Exercise description: All lines from the one containing "use std::future::Future;" down to the one containing "pub const fn immediate(retries: u32)", both ends included, are to be given again exactly; omit the rest of the listing below.

Record excerpts:
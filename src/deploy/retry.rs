// ABOUTME: Fixed-budget retry combinator for individual remote operations.
// ABOUTME: Reports each failed attempt through a hook and returns the last error unchanged.

use std::future::Future;
use std::time::Duration;

/// Retry budget for object writes and copies.
pub const OBJECT_RETRIES: u32 = 2;

/// Retry budget for the live pointer write.
pub const POINTER_RETRIES: u32 = 5;

/// Pause between attempts when none is configured.
pub const DEFAULT_RETRY_DELAY: Duration = Duration::from_millis(500);

/// How often a single remote operation is retried.
///
/// `retries` counts attempts after the first, so an operation runs at most
/// `retries + 1` times. The pause between attempts is fixed.
#[derive(Debug, Clone, Copy, PartialEq, Eq)]
pub struct RetryPolicy {
    pub retries: u32,
    pub delay: Duration,
}

impl RetryPolicy {
    pub const fn new(retries: u32, delay: Duration) -> Self {
        Self { retries, delay }
    }

    /// Policy that retries without pausing.
    pub const fn immediate(retries: u32) -> Self {
        Self::new(retries, Duration::ZERO)
    }

    /// Run `op` until it succeeds or the budget is spent.
    ///
    /// `on_failure` sees every failed attempt that will be retried, with its
    /// 1-based attempt number. The final failure is returned, not reported.
    pub async fn run<T, E, F, Fut, H>(&self, mut op: F, mut on_failure: H) -> Result<T, E>
    where
        F: FnMut() -> Fut,
        Fut: Future<Output = Result<T, E>>,
        H: FnMut(u32, &E),
    {
        let mut attempt = 0;
        loop {
            attempt += 1;
            match op().await {
                Ok(value) => return Ok(value),
                Err(e) if attempt <= self.retries => {
                    on_failure(attempt, &e);
                    if !self.delay.is_zero() {
                        tokio::time::sleep(self.delay).await;
                    }
                }
                Err(e) => return Err(e),
            }
        }
    }
}

/// The two budgets the engine uses.
#[derive(Debug, Clone, Copy, PartialEq, Eq)]
pub struct RetryPolicies {
    /// Uploads, file promotions, and aliases.
    pub object: RetryPolicy,
    /// The live pointer write; losing it desynchronizes what is served from
    /// what is recorded as live.
    pub pointer: RetryPolicy,
}

impl RetryPolicies {
    /// Default budgets with a custom pause.
    pub const fn with_delay(delay: Duration) -> Self {
        Self {
            object: RetryPolicy::new(OBJECT_RETRIES, delay),
            pointer: RetryPolicy::new(POINTER_RETRIES, delay),
        }
    }
}

impl Default for RetryPolicies {
    fn default() -> Self {
        Self::with_delay(DEFAULT_RETRY_DELAY)
    }
}

#[cfg(test)]
mod tests {
    use super::*;
    use std::cell::Cell;

    #[tokio::test]
    async fn succeeds_after_transient_failures() {
        let calls = Cell::new(0);
        let mut reported = Vec::new();

        let result: Result<&str, String> = RetryPolicy::immediate(2)
            .run(
                || {
                    calls.set(calls.get() + 1);
                    let n = calls.get();
                    async move {
                        if n < 3 {
                            Err(format!("attempt {n}"))
                        } else {
                            Ok("ok")
                        }
                    }
                },
                |attempt, e: &String| reported.push((attempt, e.clone())),
            )
            .await;

        assert_eq!(result, Ok("ok"));
        assert_eq!(calls.get(), 3);
        assert_eq!(
            reported,
            vec![(1, "attempt 1".to_string()), (2, "attempt 2".to_string())]
        );
    }

    #[tokio::test]
    async fn exhausted_budget_returns_last_error_unreported() {
        let calls = Cell::new(0);
        let mut reported = 0;

        let result: Result<(), String> = RetryPolicy::immediate(5)
            .run(
                || {
                    calls.set(calls.get() + 1);
                    let n = calls.get();
                    async move { Err(format!("failure {n}")) }
                },
                |_, _| reported += 1,
            )
            .await;

        assert_eq!(result, Err("failure 6".to_string()));
        assert_eq!(calls.get(), 6);
        assert_eq!(reported, 5);
    }

    #[tokio::test]
    async fn zero_retries_runs_once() {
        let calls = Cell::new(0);
        let result: Result<(), &str> = RetryPolicy::immediate(0)
            .run(
                || {
                    calls.set(calls.get() + 1);
                    async { Err("nope") }
                },
                |_, _| panic!("no retry expected"),
            )
            .await;

        assert!(result.is_err());
        assert_eq!(calls.get(), 1);
    }

    #[test]
    fn default_budgets() {
        let policies = RetryPolicies::default();
        assert_eq!(policies.object.retries, 2);
        assert_eq!(policies.pointer.retries, 5);
    }
}
// ABOUTME: Command-line interface definition using clap derive macros.
// ABOUTME: Defines all subcommands and their arguments.

use clap::{Parser, Subcommand};
use std::path::PathBuf;

#[derive(Parser)]
#[command(name = "stagehand")]
#[command(about = "Deploy static sites to object storage with atomic activation and rollback")]
#[command(version)]
pub struct Cli {
    /// Enable verbose output
    #[arg(short, long, global = true)]
    pub verbose: bool,

    /// Minimal output for CI
    #[arg(short, long, global = true, conflicts_with = "json")]
    pub quiet: bool,

    /// Output JSON lines for scripting
    #[arg(long, global = true)]
    pub json: bool,

    /// Control-plane API token (overrides config and STAGEHAND_TOKEN)
    #[arg(short, long, global = true)]
    pub token: Option<String>,

    #[command(subcommand)]
    pub command: Commands,
}

#[derive(Subcommand)]
pub enum Commands {
    /// Create a stagehand.yml configuration file
    Init {
        /// Overwrite an existing file
        #[arg(short, long)]
        force: bool,
    },

    /// Upload a build directory as a new version
    Deploy {
        /// Target to deploy to (configured name, control-plane id or nickname)
        target: String,

        /// Build output directory
        dir: PathBuf,

        /// Make the new version live immediately
        #[arg(short, long)]
        activate: bool,
    },

    /// Make an uploaded version live
    Activate {
        target: String,

        /// Version to activate (with or without the "v." prefix)
        version: String,
    },

    /// Permanently delete an uploaded version that is not live
    Flush {
        target: String,

        /// Version to delete (with or without the "v." prefix)
        version: String,
    },

    /// List uploaded versions, newest first
    Deployments { target: String },

    /// List control-plane targets
    Targets,

    /// Show the account the API token belongs to
    Whoami,

    /// Create an API token for CI (use with --token or STAGEHAND_TOKEN)
    Token,

    /// Purge cached pages for a target
    Invalidate {
        target: String,

        /// Comma-separated path globs
        #[arg(short, long, default_value = "*", value_delimiter = ',')]
        paths: Vec<String>,
    },
}
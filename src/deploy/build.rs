// ABOUTME: Local build directory enumeration, validation, and content fingerprinting.
// ABOUTME: Upload and hashing share one file list so the hash always matches what is uploaded.

use sha2::{Digest, Sha256};
use snafu::ResultExt;
use std::path::{Component, Path, PathBuf};
use walkdir::{DirEntry, WalkDir};

use super::error::{DeployError, ReadFileSnafu, WalkBuildSnafu};
use super::rejection::Rejection;
use crate::types::{ENTRY_POINT, SnapshotHash, is_reserved_path};

/// Directory names never included in a build, at any depth.
pub const IGNORED_DIRS: &[&str] = &["node_modules", ".git"];

/// Marker of a source tree rather than a build output.
pub const SOURCE_MARKER: &str = "package.json";

/// A build output directory on local disk.
#[derive(Debug, Clone)]
pub struct LocalBuild {
    root: PathBuf,
    /// Relative, `/`-separated, sorted.
    files: Vec<String>,
}

impl LocalBuild {
    /// Enumerate the files of a build directory.
    pub fn open(root: impl Into<PathBuf>) -> Result<Self, DeployError> {
        let root = root.into();
        let mut files = Vec::new();

        let walker = WalkDir::new(&root)
            .follow_links(true)
            .into_iter()
            .filter_entry(|e| !is_ignored(e));

        for entry in walker {
            let entry = entry.context(WalkBuildSnafu { path: &root })?;
            if !entry.file_type().is_file() {
                continue;
            }
            if let Some(relative) = relative_key(&root, entry.path()) {
                files.push(relative);
            }
        }

        files.sort();
        tracing::debug!("Found {} file(s) in {}", files.len(), root.display());
        Ok(Self { root, files })
    }

    pub fn root(&self) -> &Path {
        &self.root
    }

    /// Relative paths of all included files.
    pub fn files(&self) -> &[String] {
        &self.files
    }

    pub fn contains(&self, relative: &str) -> bool {
        self.files.binary_search_by(|f| f.as_str().cmp(relative)).is_ok()
    }

    /// Check the build is deployable; `None` means it is.
    pub fn validate(&self) -> Option<Rejection> {
        if !self.contains(ENTRY_POINT) {
            return Some(Rejection::NoIndex);
        }
        if self.contains(SOURCE_MARKER) {
            return Some(Rejection::HasPackageJson);
        }
        if self.files.iter().any(|f| is_reserved_path(f)) {
            return Some(Rejection::ReservedPath);
        }
        None
    }

    /// Absolute path of an included file.
    pub fn path_of(&self, relative: &str) -> PathBuf {
        relative
            .split('/')
            .fold(self.root.clone(), |path, segment| path.join(segment))
    }

    /// Deterministic fingerprint of the included files.
    ///
    /// Covers every relative path and its bytes, so renaming, adding,
    /// removing, or editing a file changes the result.
    pub fn fingerprint(&self) -> Result<SnapshotHash, DeployError> {
        let mut hasher = Sha256::new();

        for relative in &self.files {
            let path = self.path_of(relative);
            let content = std::fs::read(&path).context(ReadFileSnafu { path: &path })?;

            hasher.update(relative.as_bytes());
            hasher.update([0u8]);
            hasher.update(Sha256::digest(&content));
        }

        Ok(SnapshotHash::from_digest(hex::encode(hasher.finalize())))
    }
}

fn is_ignored(entry: &DirEntry) -> bool {
    entry.depth() > 0
        && entry.file_type().is_dir()
        && entry
            .file_name()
            .to_str()
            .is_some_and(|name| IGNORED_DIRS.contains(&name))
}

/// Relative `/`-joined key of `path` under `root`.
fn relative_key(root: &Path, path: &Path) -> Option<String> {
    let relative = path.strip_prefix(root).ok()?;
    let segments: Vec<_> = relative
        .components()
        .filter_map(|c| match c {
            Component::Normal(s) => Some(s.to_string_lossy().into_owned()),
            _ => None,
        })
        .collect();

    if segments.is_empty() {
        None
    } else {
        Some(segments.join("/"))
    }
}

#[cfg(test)]
mod tests {
    use super::*;
    use std::fs;

    fn write(root: &Path, relative: &str, content: &str) {
        let path = root.join(relative);
        fs::create_dir_all(path.parent().unwrap()).unwrap();
        fs::write(path, content).unwrap();
    }

    #[test]
    fn ignores_node_modules_and_git_at_any_depth() {
        let dir = tempfile::tempdir().unwrap();
        write(dir.path(), "index.html", "<html>");
        write(dir.path(), "node_modules/x/index.js", "x");
        write(dir.path(), ".git/HEAD", "ref");
        write(dir.path(), "nested/node_modules/y.js", "y");
        write(dir.path(), "assets/app.js", "app");

        let build = LocalBuild::open(dir.path()).unwrap();
        assert_eq!(build.files(), &["assets/app.js", "index.html"]);
    }

    #[test]
    fn keeps_dotfiles_other_than_git() {
        let dir = tempfile::tempdir().unwrap();
        write(dir.path(), "index.html", "<html>");
        write(dir.path(), ".well-known/security.txt", "contact");

        let build = LocalBuild::open(dir.path()).unwrap();
        assert!(build.contains(".well-known/security.txt"));
    }

    #[test]
    fn validate_requires_index() {
        let dir = tempfile::tempdir().unwrap();
        write(dir.path(), "about.html", "about");

        let build = LocalBuild::open(dir.path()).unwrap();
        assert_eq!(build.validate(), Some(Rejection::NoIndex));
    }

    #[test]
    fn validate_refuses_source_tree() {
        let dir = tempfile::tempdir().unwrap();
        write(dir.path(), "index.html", "<html>");
        write(dir.path(), "package.json", "{}");

        let build = LocalBuild::open(dir.path()).unwrap();
        assert_eq!(build.validate(), Some(Rejection::HasPackageJson));
    }

    #[test]
    fn validate_refuses_engine_namespace() {
        let dir = tempfile::tempdir().unwrap();
        write(dir.path(), "index.html", "<html>");
        write(dir.path(), "__DEPLOYMENTS_META__/current", "abc123");

        let build = LocalBuild::open(dir.path()).unwrap();
        assert_eq!(build.validate(), Some(Rejection::ReservedPath));
    }

    #[test]
    fn nested_package_json_is_allowed() {
        let dir = tempfile::tempdir().unwrap();
        write(dir.path(), "index.html", "<html>");
        write(dir.path(), "vendor/package.json", "{}");

        let build = LocalBuild::open(dir.path()).unwrap();
        assert_eq!(build.validate(), None);
    }

    #[test]
    fn fingerprint_changes_with_rename() {
        let dir = tempfile::tempdir().unwrap();
        write(dir.path(), "index.html", "<html>");
        write(dir.path(), "a.txt", "same");
        let before = LocalBuild::open(dir.path()).unwrap().fingerprint().unwrap();

        fs::rename(dir.path().join("a.txt"), dir.path().join("b.txt")).unwrap();
        let after = LocalBuild::open(dir.path()).unwrap().fingerprint().unwrap();

        assert_ne!(before, after);
    }

    #[test]
    fn fingerprint_ignores_excluded_directories() {
        let dir = tempfile::tempdir().unwrap();
        write(dir.path(), "index.html", "<html>");
        let before = LocalBuild::open(dir.path()).unwrap().fingerprint().unwrap();

        write(dir.path(), "node_modules/pkg/index.js", "noise");
        let after = LocalBuild::open(dir.path()).unwrap().fingerprint().unwrap();

        assert_eq!(before, after);
        assert_eq!(before.as_str().len(), 64);
    }
}
// ABOUTME: Snapshot promotion parameterized by state marker.
// ABOUTME: Each transition consumes self, so steps can only run in their safe order.

use snafu::ResultExt;

use super::engine::Engine;
use super::error::{DeployError, PromoteSnafu};
use super::rejection::{Outcome, Rejection};
use super::state::{
    EntryPublished, ErrorPageAliased, FilesPromoted, Pending, Phase, Recorded, Validated,
};
use crate::store::{ObjectStore, list_files};
use crate::types::{ENTRY_POINT, NOT_FOUND_PAGE, SnapshotHash, StorageRoot, is_reserved_path};

/// Promotion of one snapshot into the live tree.
///
/// The state parameter `S` carries what earlier steps learned (the file
/// list, whether a custom 404 page exists). The entry point can only be
/// published after every other file is in place, and the live pointer only
/// recorded after that.
#[derive(Debug)]
pub struct Promotion<S> {
    root: StorageRoot,
    target: SnapshotHash,
    state: S,
}

impl<S> Promotion<S> {
    pub fn root(&self) -> &StorageRoot {
        &self.root
    }

    pub fn target(&self) -> &SnapshotHash {
        &self.target
    }

    fn transition<T>(self, state: T) -> Promotion<T> {
        Promotion {
            root: self.root,
            target: self.target,
            state,
        }
    }

    fn failed_in(&self, phase: Phase) -> PromoteSnafu<Phase, SnapshotHash> {
        PromoteSnafu {
            phase,
            hash: self.target.clone(),
        }
    }

    fn snapshot_key(&self, relative: &str) -> String {
        self.root.snapshot_key(&self.target, relative)
    }
}

// =============================================================================
// Pending -> Validated
// =============================================================================

impl Promotion<Pending> {
    pub fn new(root: StorageRoot, target: SnapshotHash) -> Self {
        Promotion {
            root,
            target,
            state: Pending,
        }
    }

    /// Traverse the snapshot and check it can be served.
    ///
    /// Rejects with `NoFiles` for an empty (or missing) snapshot and
    /// `NoIndex` when there is no entry point at its base.
    pub async fn validate<St: ObjectStore + ?Sized>(
        self,
        engine: &Engine<'_, St>,
    ) -> Result<Outcome<Promotion<Validated>>, DeployError> {
        let base = self.root.snapshot_prefix(&self.target);
        let keys = list_files(engine.store, &base)
            .await
            .context(self.failed_in(Phase::ValidatingSnapshot))?;

        if keys.is_empty() {
            return Ok(Outcome::Rejected(Rejection::NoFiles));
        }

        let files: Vec<String> = keys
            .iter()
            .filter_map(|key| key.strip_prefix(&base).map(str::to_string))
            .collect();

        if !files.iter().any(|f| f == ENTRY_POINT) {
            return Ok(Outcome::Rejected(Rejection::NoIndex));
        }

        tracing::debug!(
            "{} holds {} file(s)",
            self.target.version_label(),
            files.len()
        );
        Ok(Outcome::Done(self.transition(Validated { files })))
    }
}

// =============================================================================
// Validated -> FilesPromoted
// =============================================================================

impl Promotion<Validated> {
    /// Relative paths of the snapshot's files.
    pub fn files(&self) -> &[String] {
        &self.state.files
    }

    /// Copy every file except the entry point into the live tree.
    ///
    /// Paths that would land in the snapshot or metadata namespace are
    /// skipped, so a snapshot can never rewrite another snapshot or the
    /// live pointer.
    pub async fn promote_files<St: ObjectStore + ?Sized>(
        self,
        engine: &Engine<'_, St>,
    ) -> Result<Promotion<FilesPromoted>, DeployError> {
        for relative in self.state.files.iter().filter(|f| *f != ENTRY_POINT) {
            if is_reserved_path(relative) {
                tracing::warn!(
                    "Skipping {relative} in {}: path is reserved",
                    self.target.version_label()
                );
                continue;
            }
            engine
                .alias(&self.snapshot_key(relative), &self.root.live_key(relative))
                .await
                .context(self.failed_in(Phase::PromotingFiles))?;
        }

        let has_not_found_page = self.state.files.iter().any(|f| f == NOT_FOUND_PAGE);
        Ok(self.transition(FilesPromoted { has_not_found_page }))
    }
}

// =============================================================================
// FilesPromoted -> ErrorPageAliased
// =============================================================================

impl Promotion<FilesPromoted> {
    /// Point the error-page alias at the build's 404 page, or at the entry
    /// point for single-page apps that route unknown paths themselves.
    pub async fn alias_error_page<St: ObjectStore + ?Sized>(
        self,
        engine: &Engine<'_, St>,
    ) -> Result<Promotion<ErrorPageAliased>, DeployError> {
        let source = if self.state.has_not_found_page {
            NOT_FOUND_PAGE
        } else {
            ENTRY_POINT
        };

        engine
            .alias(&self.snapshot_key(source), &self.root.error_page_key())
            .await
            .context(self.failed_in(Phase::AliasingErrorPage))?;

        Ok(self.transition(ErrorPageAliased))
    }
}

// =============================================================================
// ErrorPageAliased -> EntryPublished
// =============================================================================

impl Promotion<ErrorPageAliased> {
    /// Swap the root entry point. This is the moment users see the version.
    pub async fn publish_entry<St: ObjectStore + ?Sized>(
        self,
        engine: &Engine<'_, St>,
    ) -> Result<Promotion<EntryPublished>, DeployError> {
        engine
            .alias(
                &self.snapshot_key(ENTRY_POINT),
                &self.root.live_key(ENTRY_POINT),
            )
            .await
            .context(self.failed_in(Phase::PublishingEntry))?;

        Ok(self.transition(EntryPublished))
    }
}

// =============================================================================
// EntryPublished -> Recorded
// =============================================================================

impl Promotion<EntryPublished> {
    /// Write the target hash into the live pointer.
    pub async fn record_pointer<St: ObjectStore + ?Sized>(
        self,
        engine: &Engine<'_, St>,
    ) -> Result<Promotion<Recorded>, DeployError> {
        engine.record_live_version(&self.root, &self.target).await?;
        Ok(self.transition(Recorded))
    }
}

// =============================================================================
// Recorded - Terminal State
// =============================================================================

impl Promotion<Recorded> {
    /// Consume the promotion and return the hash now live.
    pub fn finish(self) -> SnapshotHash {
        self.target
    }
}

impl<St: ObjectStore + ?Sized> Engine<'_, St> {
    /// Run every promotion step for `target`.
    pub(crate) async fn promote(
        &self,
        root: &StorageRoot,
        target: &SnapshotHash,
    ) -> Result<Outcome<SnapshotHash>, DeployError> {
        let promotion = Promotion::new(root.clone(), target.clone());
        let validated = match promotion.validate(self).await? {
            Outcome::Done(validated) => validated,
            Outcome::Rejected(rejection) => return Ok(Outcome::Rejected(rejection)),
        };

        let live = validated
            .promote_files(self)
            .await?
            .alias_error_page(self)
            .await?
            .publish_entry(self)
            .await?
            .record_pointer(self)
            .await?
            .finish();

        Ok(Outcome::Done(live))
    }
}
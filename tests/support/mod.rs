// ABOUTME: Test support utilities.
// ABOUTME: Provides a fault-injecting object store, remote seeding helpers, and build fixtures.

use async_trait::async_trait;
use bytes::Bytes;
use parking_lot::Mutex;
use stagehand::deploy::RetryPolicies;
use stagehand::store::{MemoryStore, ObjectEntry, ObjectStore, StoreError};
use stagehand::types::{SnapshotHash, StorageRoot};
use std::path::Path;
use std::sync::Once;
use std::time::Duration;
use tempfile::TempDir;

static TRACING_INIT: Once = Once::new();

/// Initialize tracing for tests. Safe to call multiple times.
#[allow(dead_code)]
pub fn init_tracing() {
    TRACING_INIT.call_once(|| {
        use tracing_subscriber::EnvFilter;
        let filter = EnvFilter::from_default_env()
            .add_directive("stagehand=debug".parse().unwrap());
        tracing_subscriber::fmt()
            .with_env_filter(filter)
            .with_test_writer()
            .try_init()
            .ok();
    });
}

pub const ZONE: &str = "zone";

#[allow(dead_code)]
pub fn root() -> StorageRoot {
    StorageRoot::new(ZONE).unwrap()
}

#[allow(dead_code)]
pub fn hash(value: &str) -> SnapshotHash {
    SnapshotHash::new(value).unwrap()
}

/// Default budgets without the pause between attempts.
#[allow(dead_code)]
pub fn no_delay() -> RetryPolicies {
    RetryPolicies::with_delay(Duration::ZERO)
}

/// Store `files` as the snapshot `hash` under [`ZONE`].
#[allow(dead_code)]
pub async fn seed_snapshot<S: ObjectStore + ?Sized>(store: &S, hash: &str, files: &[(&str, &str)]) {
    let root = root();
    let hash = SnapshotHash::new(hash).unwrap();
    for (relative, body) in files {
        store
            .put(
                &root.snapshot_key(&hash, relative),
                Bytes::from(body.to_string()),
            )
            .await
            .unwrap();
    }
}

/// Body of a live-tree object as a string, if present.
#[allow(dead_code)]
pub fn live(store: &MemoryStore, relative: &str) -> Option<String> {
    store
        .object(&root().live_key(relative))
        .map(|b| String::from_utf8_lossy(&b).into_owned())
}

/// Raw contents of the live pointer object.
#[allow(dead_code)]
pub fn pointer(store: &MemoryStore) -> Option<String> {
    store
        .object(&root().pointer_key())
        .map(|b| String::from_utf8_lossy(&b).into_owned())
}

/// Write a build directory containing `files`.
#[allow(dead_code)]
pub fn build_dir(files: &[(&str, &str)]) -> TempDir {
    let dir = tempfile::tempdir().unwrap();
    for (relative, body) in files {
        write_file(dir.path(), relative, body);
    }
    dir
}

#[allow(dead_code)]
pub fn write_file(root: &Path, relative: &str, body: &str) {
    let path = root.join(relative);
    if let Some(parent) = path.parent() {
        std::fs::create_dir_all(parent).unwrap();
    }
    std::fs::write(path, body).unwrap();
}

#[derive(Debug)]
struct Fault {
    key: String,
    remaining: usize,
}

/// [`MemoryStore`] wrapper that fails chosen writes and counts mutations.
#[derive(Debug, Default)]
pub struct FaultyStore {
    pub inner: MemoryStore,
    faults: Mutex<Vec<Fault>>,
    puts: Mutex<Vec<String>>,
    deletes: Mutex<usize>,
}

#[allow(dead_code)]
impl FaultyStore {
    pub fn new() -> Self {
        Self::default()
    }

    /// Fail the next `times` writes to `key`; later writes go through.
    pub fn fail_puts(&self, key: impl Into<String>, times: usize) {
        self.faults.lock().push(Fault {
            key: key.into(),
            remaining: times,
        });
    }

    /// Keys of every write attempt, failed ones included, in order.
    pub fn put_attempts(&self) -> Vec<String> {
        self.puts.lock().clone()
    }

    pub fn delete_count(&self) -> usize {
        *self.deletes.lock()
    }

    fn should_fail(&self, key: &str) -> bool {
        let mut faults = self.faults.lock();
        match faults
            .iter_mut()
            .find(|f| f.key == key && f.remaining > 0)
        {
            Some(fault) => {
                fault.remaining -= 1;
                true
            }
            None => false,
        }
    }
}

#[async_trait]
impl ObjectStore for FaultyStore {
    async fn list(&self, prefix: &str) -> Result<Vec<ObjectEntry>, StoreError> {
        self.inner.list(prefix).await
    }

    async fn get(&self, key: &str) -> Result<Bytes, StoreError> {
        self.inner.get(key).await
    }

    async fn put(&self, key: &str, body: Bytes) -> Result<(), StoreError> {
        self.puts.lock().push(key.to_string());
        if self.should_fail(key) {
            return Err(StoreError::Http {
                status: 503,
                key: key.to_string(),
                message: "injected failure".to_string(),
            });
        }
        self.inner.put(key, body).await
    }

    async fn delete(&self, key: &str) -> Result<(), StoreError> {
        *self.deletes.lock() += 1;
        self.inner.delete(key).await
    }
}
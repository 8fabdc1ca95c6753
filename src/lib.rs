// ABOUTME: Library root for stagehand - exposes public types for testing.
// ABOUTME: The main binary is in main.rs.

pub mod api;
pub mod config;
pub mod deploy;
pub mod diagnostics;
pub mod error;
pub mod output;
pub mod store;
pub mod telemetry;
pub mod types;
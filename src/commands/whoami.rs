// ABOUTME: Whoami command implementation.
// ABOUTME: Shows which account the current API token belongs to.

use super::session::client;
use stagehand::api::ControlPlane;
use stagehand::config::Config;
use stagehand::error::Result;
use stagehand::output::{Output, OutputMode};

pub async fn whoami(config: &Config, token: Option<&str>, output: Output) -> Result<()> {
    let user = client(config, token)?.current_user().await?;

    if output.mode() == OutputMode::Json {
        output.report(&user);
    } else {
        output.success(&format!("Authenticated as {}", user.email));
    }
    Ok(())
}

Response:
use std::future::Future;
use std::time::Duration;

/// Retry budget for object writes and copies.
pub const OBJECT_RETRIES: u32 = 2;

/// Retry budget for the live pointer write.
pub const POINTER_RETRIES: u32 = 5;

/// Pause between attempts when none is configured.
pub const DEFAULT_RETRY_DELAY: Duration = Duration::from_millis(500);

/// How often a single remote operation is retried.
///
/// `retries` counts attempts after the first, so an operation runs at most
/// `retries + 1` times. The pause between attempts is fixed.
#[derive(Debug, Clone, Copy, PartialEq, Eq)]
pub struct RetryPolicy {
    pub retries: u32,
    pub delay: Duration,
}

impl RetryPolicy {
    pub const fn new(retries: u32, delay: Duration) -> Self {
        Self { retries, delay }
    }

    /// Policy that retries without pausing.
    pub const fn immediate(retries: u32) -> Self {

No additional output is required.